Niranjan Sahoo has been a senior fellow at the Observer Research Foundation in New Delhi since 2004. He has published extensively on issues of democracy, human rights, decentralized governance, constitutionalism, and nation building in South Asia. His is currently researching the domestic drivers of India’s foreign policy objectives regarding democracy and human rights in South Asia as well as new social movements in India.
I Ketut Putra Erawan is a scholar and researcher working on democracy issues in the Asia-Pacific region and beyond. He is the executive director of the Institute for Peace and Democracy, an Indonesian think tank and the implementing agency of the Bali Democracy Forum. He was a special adviser to the minister of foreign affairs of Indonesia and a consultant for the World Bank, the UNDP, and various Indonesian agencies.

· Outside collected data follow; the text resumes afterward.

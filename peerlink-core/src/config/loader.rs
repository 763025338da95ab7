//! # Configuration Loader
//!
//! Loads and merges configuration from multiple sources:
//! 1. Default values (lowest priority)
//! 2. Configuration file (middle priority)
//! 3. Environment variables (highest priority)

use std::env;
use std::path::{Path, PathBuf};

use tracing::debug;

use super::{PeerlinkConfig, ValidateConfig};
use crate::error::{PeerlinkError, Result};

const DEFAULT_ENV_PREFIX: &str = "PEERLINK";

/// Configuration loader with support for file and environment variable overrides
#[derive(Debug, Clone)]
pub struct ConfigLoader {
    config_path: PathBuf,
    env_prefix: String,
}

impl Default for ConfigLoader {
    fn default() -> Self {
        Self {
            config_path: Self::default_config_path(),
            env_prefix: DEFAULT_ENV_PREFIX.to_string(),
        }
    }
}

impl ConfigLoader {
    pub fn new() -> Self {
        Self::default()
    }

    /// Create a config loader with a specific config file path
    pub fn with_path(path: impl Into<PathBuf>) -> Self {
        Self {
            config_path: path.into(),
            env_prefix: DEFAULT_ENV_PREFIX.to_string(),
        }
    }

    /// Use a different environment variable prefix
    pub fn with_prefix(mut self, prefix: impl Into<String>) -> Self {
        self.env_prefix = prefix.into();
        self
    }

    pub fn config_path(&self) -> &Path {
        &self.config_path
    }

    fn default_config_path() -> PathBuf {
        if let Ok(config_path) = env::var("PEERLINK_CONFIG") {
            return PathBuf::from(config_path);
        }

        let possible_paths = [
            PathBuf::from("peerlink.toml"),
            dirs::config_dir()
                .map(|d| d.join("peerlink").join("config.toml"))
                .unwrap_or_else(|| PathBuf::from("/etc/peerlink/config.toml")),
            PathBuf::from("/etc/peerlink/config.toml"),
        ];

        for path in &possible_paths {
            if path.exists() {
                return path.clone();
            }
        }

        possible_paths[0].clone()
    }

    /// Load configuration with full hierarchy and validate the result.
    pub fn load(&self) -> Result<PeerlinkConfig> {
        let config = if self.config_path.exists() {
            debug!("Loading configuration from {}", self.config_path.display());
            self.load_from_file()?
        } else {
            PeerlinkConfig::default()
        };

        let config = self.merge_env_config(config)?;

        config.validate().map_err(|e| {
            PeerlinkError::configuration(format!("Configuration validation failed: {}", e))
        })?;

        Ok(config)
    }

    /// Missing sections and fields fall back to serde defaults.
    fn load_from_file(&self) -> Result<PeerlinkConfig> {
        let content = std::fs::read_to_string(&self.config_path).map_err(|e| {
            PeerlinkError::configuration(format!(
                "Failed to read config file '{}': {}",
                self.config_path.display(),
                e
            ))
        })?;

        toml::from_str(&content).map_err(|e| {
            PeerlinkError::configuration(format!(
                "Failed to parse config file '{}': {}",
                self.config_path.display(),
                e
            ))
        })
    }

    fn var(&self, name: &str) -> Option<String> {
        env::var(format!("{}_{}", self.env_prefix, name)).ok()
    }

    fn merge_env_config(&self, mut config: PeerlinkConfig) -> Result<PeerlinkConfig> {
        // Node
        if let Some(val) = self.var("NODE_ID") {
            config.node.node_id = Some(val);
        }
        if let Some(val) = self.var("NODE_REGION") {
            config.node.region = Some(parse_u64(&val, "NODE_REGION")? as u32);
        }
        if let Some(val) = self.var("LOG_LEVEL") {
            config.node.log_level = val;
        }

        // WebSocket
        if let Some(val) = self.var("WEBSOCKET_HOST") {
            config.websocket.host = val;
        }
        if let Some(val) = self.var("WEBSOCKET_PORT_MIN") {
            config.websocket.port_min = parse_port(&val, "WEBSOCKET_PORT_MIN")?;
        }
        if let Some(val) = self.var("WEBSOCKET_PORT_MAX") {
            config.websocket.port_max = parse_port(&val, "WEBSOCKET_PORT_MAX")?;
        }
        if let Some(val) = self.var("WEBSOCKET_TLS") {
            config.websocket.tls = parse_bool(&val, "WEBSOCKET_TLS")?;
        }
        if let Some(val) = self.var("WEBSOCKET_TLS_CERT_PATH") {
            config.websocket.tls_cert_path = Some(PathBuf::from(val));
        }
        if let Some(val) = self.var("WEBSOCKET_TLS_KEY_PATH") {
            config.websocket.tls_key_path = Some(PathBuf::from(val));
        }
        if let Some(val) = self.var("WEBSOCKET_CONNECT_TIMEOUT_MS") {
            config.websocket.connect_timeout_ms = parse_u64(&val, "WEBSOCKET_CONNECT_TIMEOUT_MS")?;
        }
        if let Some(val) = self.var("WEBSOCKET_ALLOW_PRIVATE_ADDRESSES") {
            config.websocket.allow_private_addresses = parse_bool(&val, "WEBSOCKET_ALLOW_PRIVATE_ADDRESSES")?;
        }

        // WebRTC
        if let Some(val) = self.var("WEBRTC_EXTERNAL_IP") {
            config.webrtc.external_ip = Some(val);
        }
        if let Some(val) = self.var("WEBRTC_CONNECT_TIMEOUT_MS") {
            config.webrtc.connect_timeout_ms = parse_u64(&val, "WEBRTC_CONNECT_TIMEOUT_MS")?;
        }
        if let Some(val) = self.var("WEBRTC_ALLOW_PRIVATE_ADDRESSES") {
            config.webrtc.allow_private_addresses = parse_bool(&val, "WEBRTC_ALLOW_PRIVATE_ADDRESSES")?;
        }

        // Connection management
        if let Some(val) = self.var("CONNECTION_MAX_CONNECTIONS") {
            config.connection.max_connections = parse_u64(&val, "CONNECTION_MAX_CONNECTIONS")? as usize;
        }
        if let Some(val) = self.var("CONNECTION_PRIVATE_CLIENT_MODE") {
            config.connection.private_client_mode = parse_bool(&val, "CONNECTION_PRIVATE_CLIENT_MODE")?;
        }
        if let Some(val) = self.var("CONNECTION_HANDSHAKE_TIMEOUT_MS") {
            config.connection.handshake_timeout_ms = parse_u64(&val, "CONNECTION_HANDSHAKE_TIMEOUT_MS")?;
        }

        Ok(config)
    }
}

fn parse_port(s: &str, name: &str) -> Result<u16> {
    s.parse::<u16>().map_err(|_| {
        PeerlinkError::configuration(format!("Invalid {} '{}': must be a port number", name, s))
    })
}

fn parse_u64(s: &str, name: &str) -> Result<u64> {
    s.parse::<u64>().map_err(|_| {
        PeerlinkError::configuration(format!("Invalid {} '{}': must be a positive integer", name, s))
    })
}

fn parse_bool(s: &str, name: &str) -> Result<bool> {
    match s.to_lowercase().as_str() {
        "true" | "1" | "yes" | "on" => Ok(true),
        "false" | "0" | "no" | "off" => Ok(false),
        _ => Err(PeerlinkError::configuration(format!(
            "Invalid {} '{}': must be 'true' or 'false'",
            name, s
        ))),
    }
}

Maiko Ichihara is an assistant professor at Kansai Gaidai University in Japan. Her research focuses on international democracy assistance and civil society, and she recently published “Understanding Japanese Democracy Assistance” with the Carnegie Endowment for International Peace. Ichihara is currently working on a comparative study of democracy assistance provided by various developed democracies.
Tjiurimo Alfredo Hengari is the head of the South African Foreign Policy and African Drivers Program at the South African Institute for International Affairs and part-time lecturer at the University of the Witwatersrand. He previously served as the chief of cabinet and senior special assistant to the prime minister of the Republic of Namibia and worked as a consultant for the United Nations in Burundi.
Sook Jong Lee is a professor of public administration at Sung Kyun Kwan University in Seoul, South Korea. Since 2008, she has also served as president of the East Asia Institute, a Seoul-based independent think tank. Her research focuses on civil society, political economy, and democracy in Korea and Japan. Lee’s previous positions include senior research fellow at the Sejong Institute and visiting fellow at the Brookings Institution.
Senem Aydin-Düzgit is an associate professor and Jean Monnet Chair in the Department of International Relations at Istanbul Bilgi University. Her main research interests include European Union (EU) enlargement, EU-Turkey relations, discourse studies, the politics of identity, and democratization. She is a board member of EDAM and a senior research affiliate of the Istanbul Policy Center at Sabanci University.
Tsveta Petrova is an associate research scholar at the Harriman Institute at Columbia University. Petrova’s work focuses on the study of democracy, democratization, and democracy promotion. She is the recipient of several research and teaching awards as well as many fellowships and grants, and her book on democracy export by new democracies is forthcoming with Cambridge University Press.